How to keep Dict[str, List] default method parameter as local to the method?
Peter Otten
__peter__ at web.de
Sun Jun 14 13:43:34 EDT 2020
zljubisic at gmail.com wrote:
> Hi,
>
> consider this example:
>
> from typing import Dict, List
>
>
> class chk_params:
> def execute(self, params: Dict[str, List] = None):
> if params is None:
> params = {}
>
> for k, v in params.items():
> params[k] = [val + 10 for val in v]
>
> return params.values()
>
> params = {
> 'A' : [1],
> 'B': [2],
> 'C': [3],
> 'D': [4],
> 'E': [5]
> }
> print(params)
> params_obj = chk_params()
>
> print(params_obj.execute(params = params))
> print(params)
>
> Output is:
> {'A': [1], 'B': [2], 'C': [3], 'D': [4], 'E': [5]}
> dict_values([[11], [12], [13], [14], [15]])

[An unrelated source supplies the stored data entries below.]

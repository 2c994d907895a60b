//! Messages and actions for the TUI state machine.
//!
//! All async work resolves to exactly one [`Msg`] delivered back into the
//! sequential update loop; the update loop emits [`Action`]s that the
//! runner dispatches. State is only ever mutated while applying one
//! message or key event at a time.

use crate::error::DojoError;
use crate::workspace::WorkspaceItem;

/// Completion messages fed back into the update loop.
#[derive(Debug)]
pub enum Msg {
    /// Workspace list load finished
    WorkspacesLoaded(Result<Vec<WorkspaceItem>, DojoError>),
    /// Async workspace creation finished
    WorkspaceAdded {
        name: String,
        result: Result<(), DojoError>,
    },
    /// Async workspace deletion finished
    WorkspaceDeleted {
        name: String,
        result: Result<(), DojoError>,
    },
    /// Diff load finished for a workspace
    DiffLoaded {
        workspace: String,
        result: Result<String, DojoError>,
    },
}

/// Work requested by the update loop.
///
/// Async variants are dispatched off the update path and come back as a
/// [`Msg`]; `ConfirmDelete` is absorbed by the app itself (it only
/// raises the overlay).
#[derive(Debug, Clone, PartialEq, Eq)]
pub enum Action {
    /// Reload the workspace list
    LoadWorkspaces,
    /// Load the diff for a workspace
    LoadDiff { workspace: String },
    /// Create a workspace (already validated against the visible list)
    CreateWorkspace { name: String },
    /// Delete a workspace (already confirmed)
    DeleteWorkspace { name: String },
    /// Raise the confirmation overlay for a delete
    ConfirmDelete { name: String },
}
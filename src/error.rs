//! Error types for Dojo
//!
//! Centralized error handling using thiserror. Failures from the jj
//! subprocess keep their own `CommandError` type (with classification);
//! everything above the client layer uses `DojoError`.

use crate::jj::CommandError;
use std::path::PathBuf;
use thiserror::Error;

/// All error types that can occur in Dojo
#[derive(Debug, Error)]
pub enum DojoError {
    /// Workspace name contains characters outside the allowed set
    #[error("invalid workspace name {0:?}: only letters, digits, '-' and '_' are allowed")]
    InvalidName(String),

    /// The directory that should hold agent workspaces cannot be written
    #[error("agents directory is not writable: {0}")]
    ParentNotWritable(PathBuf),

    /// A jj invocation failed
    #[error(transparent)]
    Command(#[from] CommandError),

    /// Failure launching or waiting on the agent process
    #[error("agent error: {0}")]
    Agent(String),

    /// IO error
    #[error("IO error: {0}")]
    Io(#[from] std::io::Error),

    /// JSON serialization/deserialization error (marker files)
    #[error("JSON error: {0}")]
    Json(#[from] serde_json::Error),
}

/// Result type alias for Dojo operations
pub type Result<T> = std::result::Result<T, DojoError>;

impl DojoError {
    /// True if the underlying failure was a duplicate `jj workspace add`.
    pub fn is_workspace_exists(&self) -> bool {
        matches!(
            self,
            DojoError::Command(cmd) if cmd.kind == crate::jj::ErrorKind::WorkspaceExists
        )
    }

    /// True if the underlying failure means we are not inside a jj repository.
    pub fn is_not_repo(&self) -> bool {
        matches!(
            self,
            DojoError::Command(cmd) if cmd.kind == crate::jj::ErrorKind::NotRepo
        )
    }
}
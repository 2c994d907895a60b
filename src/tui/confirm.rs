//! Confirmation overlay.
//!
//! While visible, the overlay intercepts every key event before either
//! pane; it is the only state that may change while a lifecycle call is
//! in flight.

use super::colors;
use crossterm::event::{KeyCode, KeyEvent};
use ratatui::Frame;
use ratatui::layout::{Constraint, Flex, Layout, Rect};
use ratatui::style::{Style, Stylize};
use ratatui::text::{Line, Span};
use ratatui::widgets::{Block, Borders, Clear, Paragraph};

/// Actions that require confirmation, with their opaque payload.
#[derive(Debug, Clone, PartialEq, Eq)]
pub enum ConfirmAction {
    /// Delete the named workspace
    DeleteWorkspace(String),
}

/// How the user resolved the dialog.
#[derive(Debug, Clone, PartialEq, Eq)]
pub struct ConfirmOutcome {
    pub confirmed: bool,
    pub action: ConfirmAction,
}

/// The confirmation dialog model.
#[derive(Debug, Default)]
pub struct ConfirmDialog {
    prompt: String,
    action: Option<ConfirmAction>,
}

impl ConfirmDialog {
    pub fn new() -> Self {
        Self::default()
    }

    /// Display the dialog with a prompt and the action to confirm.
    pub fn show(&mut self, prompt: impl Into<String>, action: ConfirmAction) {
        self.prompt = prompt.into();
        self.action = Some(action);
    }

    /// Hide the dialog, dropping any pending action.
    pub fn hide(&mut self) {
        self.prompt.clear();
        self.action = None;
    }

    pub fn visible(&self) -> bool {
        self.action.is_some()
    }

    /// Resolve a key press. `y` confirms, `n`/`Esc` declines with no side
    /// effect; anything else is swallowed while the dialog is up.
    pub fn handle_key(&mut self, key: KeyEvent) -> Option<ConfirmOutcome> {
        let action = self.action.clone()?;
        match key.code {
            KeyCode::Char('y') | KeyCode::Char('Y') => {
                self.hide();
                Some(ConfirmOutcome { confirmed: true, action })
            }
            KeyCode::Char('n') | KeyCode::Char('N') | KeyCode::Esc => {
                self.hide();
                Some(ConfirmOutcome { confirmed: false, action })
            }
            _ => None,
        }
    }

    /// Render the dialog centered in `area`.
    pub fn render(&self, frame: &mut Frame, area: Rect) {
        if !self.visible() {
            return;
        }

        let width = (self.prompt.len() as u16 + 10).min(area.width);
        let [centered] = Layout::horizontal([Constraint::Length(width)])
            .flex(Flex::Center)
            .areas(area);
        let [centered] = Layout::vertical([Constraint::Length(3)])
            .flex(Flex::Center)
            .areas(centered);

        let line = Line::from(vec![
            Span::styled(self.prompt.clone(), Style::default().bold()),
            Span::raw(" "),
            Span::styled("(y/n)", Style::default().fg(colors::DIM)),
        ]);
        let dialog = Paragraph::new(line).block(
            Block::default()
                .borders(Borders::ALL)
                .border_style(Style::default().fg(colors::WARNING)),
        );

        frame.render_widget(Clear, centered);
        frame.render_widget(dialog, centered);
    }
}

> {'A': [11], 'B': [12], 'C': [13], 'D': [14], 'E': [15]}
>
> I expected that last print statement will show original parameters A=1,
> B=2... but this is not the case.
>
> How to construct the method parameters, with params parameter as type of
> Dict[str, List], but at the same time keep params as local dictionary to
> the chk_params.execute() method?
The type annotations are only a distraction here; let's give classical
Python a chance with
- no type annotations
- no class
- dangerous default, for the thrill of it;)
def execute(params={}):
return [[val + 10 for val in v] for v in params.values()]
Clean and simple. If you insist on getting dict_values():
def execute(params={}):
return {k: [val + 10 for val in v] for k, v in params.items()}.values()
The relevant takeaway is: if you don't want to modify a value, don't modify
it. Do not wait for a const modifier to save you.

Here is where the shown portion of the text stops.